Problem to work on: Copy each line below in which the string "RequestStream" occurs.
--- START ---
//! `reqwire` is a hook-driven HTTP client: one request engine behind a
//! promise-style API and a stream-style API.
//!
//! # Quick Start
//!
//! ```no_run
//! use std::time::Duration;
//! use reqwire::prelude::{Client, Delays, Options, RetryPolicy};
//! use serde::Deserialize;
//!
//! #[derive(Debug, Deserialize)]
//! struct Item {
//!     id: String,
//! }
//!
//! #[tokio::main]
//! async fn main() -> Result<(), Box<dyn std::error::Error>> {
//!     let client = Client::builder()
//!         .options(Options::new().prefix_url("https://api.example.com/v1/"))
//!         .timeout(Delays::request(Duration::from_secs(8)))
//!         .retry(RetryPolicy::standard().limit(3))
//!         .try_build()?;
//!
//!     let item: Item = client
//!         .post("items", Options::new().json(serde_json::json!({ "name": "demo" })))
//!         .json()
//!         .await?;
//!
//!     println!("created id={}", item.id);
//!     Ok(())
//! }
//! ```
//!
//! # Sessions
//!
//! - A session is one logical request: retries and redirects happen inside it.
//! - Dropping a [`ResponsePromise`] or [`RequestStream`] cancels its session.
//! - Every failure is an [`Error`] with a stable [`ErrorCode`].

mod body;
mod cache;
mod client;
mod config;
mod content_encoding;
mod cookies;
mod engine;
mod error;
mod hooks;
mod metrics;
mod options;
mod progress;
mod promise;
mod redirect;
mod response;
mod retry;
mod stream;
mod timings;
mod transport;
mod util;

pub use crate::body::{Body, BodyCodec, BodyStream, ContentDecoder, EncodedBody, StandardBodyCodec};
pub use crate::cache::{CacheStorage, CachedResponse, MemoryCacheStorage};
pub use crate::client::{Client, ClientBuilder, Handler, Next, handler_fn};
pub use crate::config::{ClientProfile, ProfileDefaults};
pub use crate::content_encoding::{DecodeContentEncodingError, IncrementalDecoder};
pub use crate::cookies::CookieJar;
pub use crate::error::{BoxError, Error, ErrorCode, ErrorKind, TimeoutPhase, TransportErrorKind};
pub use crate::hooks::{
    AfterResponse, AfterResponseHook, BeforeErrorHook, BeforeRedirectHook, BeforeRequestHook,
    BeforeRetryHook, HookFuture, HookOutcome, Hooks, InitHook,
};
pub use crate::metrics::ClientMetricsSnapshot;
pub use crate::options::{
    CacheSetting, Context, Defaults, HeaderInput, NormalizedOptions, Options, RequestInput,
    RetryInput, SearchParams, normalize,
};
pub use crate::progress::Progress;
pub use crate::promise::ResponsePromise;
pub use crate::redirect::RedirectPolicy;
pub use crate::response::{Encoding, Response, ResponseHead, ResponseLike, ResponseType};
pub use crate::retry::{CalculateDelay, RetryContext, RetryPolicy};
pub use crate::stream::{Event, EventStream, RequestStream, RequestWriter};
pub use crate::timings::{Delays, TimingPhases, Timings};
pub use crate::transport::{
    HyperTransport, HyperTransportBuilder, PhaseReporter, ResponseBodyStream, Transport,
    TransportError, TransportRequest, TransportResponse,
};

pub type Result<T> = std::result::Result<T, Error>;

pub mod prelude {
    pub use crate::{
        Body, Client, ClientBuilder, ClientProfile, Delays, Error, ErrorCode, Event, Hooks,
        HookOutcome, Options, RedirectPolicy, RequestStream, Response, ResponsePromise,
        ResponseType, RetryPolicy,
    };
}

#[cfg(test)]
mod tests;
--- END ---
Answer to this problem:
//! - Dropping a [`ResponsePromise`] or [`RequestStream`] cancels its session.
pub use crate::stream::{Event, EventStream, RequestStream, RequestWriter};
        HookOutcome, Options, RedirectPolicy, RequestStream, Response, ResponsePromise,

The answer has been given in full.